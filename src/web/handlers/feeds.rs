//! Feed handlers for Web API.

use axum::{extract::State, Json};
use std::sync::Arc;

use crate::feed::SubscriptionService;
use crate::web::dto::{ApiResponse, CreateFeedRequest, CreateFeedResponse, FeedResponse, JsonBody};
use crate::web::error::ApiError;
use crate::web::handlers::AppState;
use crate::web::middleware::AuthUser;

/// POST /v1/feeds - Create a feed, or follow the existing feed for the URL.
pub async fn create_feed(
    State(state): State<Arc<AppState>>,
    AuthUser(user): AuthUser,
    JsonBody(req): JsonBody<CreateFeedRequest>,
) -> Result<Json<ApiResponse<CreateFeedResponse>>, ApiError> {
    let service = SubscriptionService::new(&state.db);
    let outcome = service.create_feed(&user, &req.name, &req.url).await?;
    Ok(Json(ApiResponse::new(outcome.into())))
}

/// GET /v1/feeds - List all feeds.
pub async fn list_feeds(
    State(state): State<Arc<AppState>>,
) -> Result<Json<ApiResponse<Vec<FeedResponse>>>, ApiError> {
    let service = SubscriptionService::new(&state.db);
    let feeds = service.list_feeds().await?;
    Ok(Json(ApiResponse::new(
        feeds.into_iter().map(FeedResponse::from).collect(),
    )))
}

§ **Exercise details**: Answer with a single number: the count of lines in the records that contain "CreateFeedResponse".

§ **Answer section**: 2